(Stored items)
○ ○ ○ ○ ○ ○ ○

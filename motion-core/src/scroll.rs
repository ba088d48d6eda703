//! # Scroll 模块
//!
//! 命令式平滑滚动。
//!
//! ## 设计说明
//!
//! - 目标可以是选择器、元素或绝对偏移；元素优先转换为稳定选择器（`#id`，否则第一个 class），
//!   都没有时直接追踪元素本身
//! - 每帧重新解析目标位置，布局变化后依然落在正确位置；直接追踪的元素若中途卸载，滚动停止
//! - 新请求替换正在进行的滚动
//! - 减少动态效果时立即跳到目的地
//! - 目的地截断到 `[0, max_scroll_y]`

use std::fmt;
use std::rc::Rc;

use serde::{Deserialize, Serialize};
use tracing::debug;

use crate::easing::EasingFunction;
use crate::element::{Element, ElementRef};
use crate::policy::{self, Environment};
use crate::timing::resolve_duration;

/// 可滚动的宿主（文档 / 窗口）
pub trait ScrollHost {
    /// 当前纵向滚动偏移
    fn scroll_y(&self) -> f32;

    /// 设置纵向滚动偏移
    fn set_scroll_y(&self, y: f32);

    /// 最大滚动偏移
    fn max_scroll_y(&self) -> f32 {
        f32::INFINITY
    }

    /// 按选择器查找第一个匹配元素
    fn query_selector(&self, selector: &str) -> Option<Rc<dyn Element>>;
}

/// 滚动目标
#[derive(Clone)]
pub enum ScrollTarget {
    /// CSS 选择器（`#id` / `.class`）
    Selector(String),
    /// 元素
    Element(Rc<dyn Element>),
    /// 绝对偏移
    Offset(f32),
}

impl fmt::Debug for ScrollTarget {
    fn fmt(&self, f: &mut fmt::Formatter<'_>) -> fmt::Result {
        match self {
            ScrollTarget::Selector(selector) => f.debug_tuple("Selector").field(selector).finish(),
            ScrollTarget::Element(element) => f.debug_tuple("Element").field(&element.id()).finish(),
            ScrollTarget::Offset(offset) => f.debug_tuple("Offset").field(offset).finish(),
        }
    }
}

impl From<&str> for ScrollTarget {
    fn from(selector: &str) -> Self {
        ScrollTarget::Selector(selector.to_string())
    }
}

impl From<f32> for ScrollTarget {
    fn from(offset: f32) -> Self {
        ScrollTarget::Offset(offset)
    }
}

/// 滚动默认值
#[derive(Debug, Clone, Copy, PartialEq, Serialize, Deserialize)]
pub struct ScrollConfig {
    /// `scroll_to` / `scroll_to_top` 默认时长（秒）
    #[serde(default = "default_duration")]
    pub duration: f32,

    /// `scroll_by` 默认时长（秒）
    #[serde(default = "default_by_duration")]
    pub by_duration: f32,

    #[serde(default = "default_ease")]
    pub ease: EasingFunction,
}

fn default_duration() -> f32 {
    1.0
}

fn default_by_duration() -> f32 {
    0.5
}

fn default_ease() -> EasingFunction {
    EasingFunction::Power2InOut
}

impl Default for ScrollConfig {
    fn default() -> Self {
        Self {
            duration: default_duration(),
            by_duration: default_by_duration(),
            ease: default_ease(),
        }
    }
}

/// 单次滚动选项
#[derive(Debug, Clone, Copy, PartialEq)]
pub struct ScrollOptions {
    /// 目的地上方保留的距离（例如固定导航栏高度）
    pub offset: f32,
    pub duration: f32,
    pub ease: EasingFunction,
}

impl Default for ScrollOptions {
    fn default() -> Self {
        ScrollConfig::default().options()
    }
}

impl ScrollOptions {
    pub fn with_offset(mut self, offset: f32) -> Self {
        self.offset = offset;
        self
    }

    pub fn with_duration(mut self, duration: f32) -> Self {
        self.duration = duration;
        self
    }
}

impl ScrollConfig {
    /// 默认的单次选项
    pub fn options(&self) -> ScrollOptions {
        ScrollOptions {
            offset: 0.0,
            duration: self.duration,
            ease: self.ease,
        }
    }
}

/// 元素的稳定选择器：`#id`，否则第一个 class
pub fn stable_selector(element: &dyn Element) -> Option<String> {
    if let Some(id) = element.id().filter(|id| !id.is_empty()) {
        return Some(format!("#{id}"));
    }
    element
        .class_list()
        .into_iter()
        .find(|class| !class.is_empty())
        .map(|class| format!(".{class}"))
}

enum Destination {
    Selector(String),
    Direct(ElementRef),
    Absolute(f32),
}

impl Destination {
    fn from_target(target: ScrollTarget) -> Self {
        match target {
            ScrollTarget::Selector(selector) => Destination::Selector(selector),
            ScrollTarget::Element(element) => match stable_selector(element.as_ref()) {
                Some(selector) => Destination::Selector(selector),
                None => Destination::Direct(Rc::downgrade(&element)),
            },
            ScrollTarget::Offset(y) => Destination::Absolute(y),
        }
    }

    /// 未偏移的目标位置（文档坐标）
    fn resolve(&self, host: &dyn ScrollHost) -> Option<f32> {
        match self {
            Destination::Selector(selector) => host
                .query_selector(selector)
                .and_then(|element| element.bounds())
                .map(|rect| rect.top()),
            Destination::Direct(element) => element
                .upgrade()
                .and_then(|element| element.bounds())
                .map(|rect| rect.top()),
            Destination::Absolute(y) => Some(*y),
        }
    }
}

struct ScrollTween {
    destination: Destination,
    offset: f32,
    from: f32,
    duration: f32,
    ease: EasingFunction,
    elapsed: f32,
}

fn clamp_scroll(host: &dyn ScrollHost, y: f32) -> f32 {
    y.min(host.max_scroll_y()).max(0.0)
}

/// 平滑滚动器
pub struct SmoothScroller {
    env: Rc<dyn Environment>,
    config: ScrollConfig,
    active: Option<ScrollTween>,
}

impl fmt::Debug for SmoothScroller {
    fn fmt(&self, f: &mut fmt::Formatter<'_>) -> fmt::Result {
        f.debug_struct("SmoothScroller")
            .field("config", &self.config)
            .field("scrolling", &self.is_scrolling())
            .finish()
    }
}

impl SmoothScroller {
    pub fn new(env: Rc<dyn Environment>, config: ScrollConfig) -> Self {
        Self {
            env,
            config,
            active: None,
        }
    }

    pub fn config(&self) -> &ScrollConfig {
        &self.config
    }

    /// 滚动到目标
    ///
    /// # 返回
    /// 目标能否解析（不能解析时不做任何事）
    pub fn scroll_to(
        &mut self,
        host: &dyn ScrollHost,
        target: ScrollTarget,
        options: ScrollOptions,
    ) -> bool {
        let destination = Destination::from_target(target);
        let Some(position) = destination.resolve(host) else {
            debug!("滚动目标无法解析，忽略");
            return false;
        };

        let duration = resolve_duration(self.env.as_ref(), options.duration);
        if policy::reduced_motion(self.env.as_ref()) || duration <= 0.0 {
            self.active = None;
            host.set_scroll_y(clamp_scroll(host, position - options.offset));
            return true;
        }

        if self.active.is_some() {
            debug!("新的滚动请求替换进行中的滚动");
        }
        self.active = Some(ScrollTween {
            destination,
            offset: options.offset,
            from: host.scroll_y(),
            duration,
            ease: options.ease,
            elapsed: 0.0,
        });
        true
    }

    /// 滚动到顶部
    pub fn scroll_to_top(&mut self, host: &dyn ScrollHost, duration: Option<f32>) {
        let options = ScrollOptions {
            duration: duration.unwrap_or(self.config.duration),
            ..self.config.options()
        };
        self.scroll_to(host, ScrollTarget::Offset(0.0), options);
    }

    /// 相对当前位置滚动
    pub fn scroll_by(&mut self, host: &dyn ScrollHost, amount: f32, duration: Option<f32>) {
        let options = ScrollOptions {
            duration: duration.unwrap_or(self.config.by_duration),
            ..self.config.options()
        };
        self.scroll_to(host, ScrollTarget::Offset(host.scroll_y() + amount), options);
    }

    /// 推进一帧
    ///
    /// # 返回
    /// 是否仍在滚动
    pub fn tick(&mut self, host: &dyn ScrollHost, dt: f32) -> bool {
        let Some(tween) = self.active.as_mut() else {
            return false;
        };

        let Some(position) = tween.destination.resolve(host) else {
            debug!("滚动目标已卸载，停止滚动");
            self.active = None;
            return false;
        };

        tween.elapsed += dt;
        let progress = (tween.elapsed / tween.duration).min(1.0);
        let to = clamp_scroll(host, position - tween.offset);
        host.set_scroll_y(tween.from + (to - tween.from) * tween.ease.apply(progress));

        if progress >= 1.0 {
            self.active = None;
            false
        } else {
            true
        }
    }

    pub fn is_scrolling(&self) -> bool {
        self.active.is_some()
    }

    /// 停止滚动，停留在当前位置
    pub fn cancel(&mut self) {
        self.active = None;
    }
}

○ ○ ○ ○ ○ ○ ○

• _WORK TO BE COMPLETED_: Begin with the line above that has "# Scroll 模块" and continue through the line that has "use crate::timing::resolve_duration;", setting each one down exactly. Stop there.

• _RESULT OF THE EXERCISE_:
//! # Scroll 模块
//!
//! 命令式平滑滚动。
//!
//! ## 设计说明
//!
//! - 目标可以是选择器、元素或绝对偏移；元素优先转换为稳定选择器（`#id`，否则第一个 class），
//!   都没有时直接追踪元素本身
//! - 每帧重新解析目标位置，布局变化后依然落在正确位置；直接追踪的元素若中途卸载，滚动停止
//! - 新请求替换正在进行的滚动
//! - 减少动态效果时立即跳到目的地
//! - 目的地截断到 `[0, max_scroll_y]`

use std::fmt;
use std::rc::Rc;

use serde::{Deserialize, Serialize};
use tracing::debug;

use crate::easing::EasingFunction;
use crate::element::{Element, ElementRef};
use crate::policy::{self, Environment};
use crate::timing::resolve_duration;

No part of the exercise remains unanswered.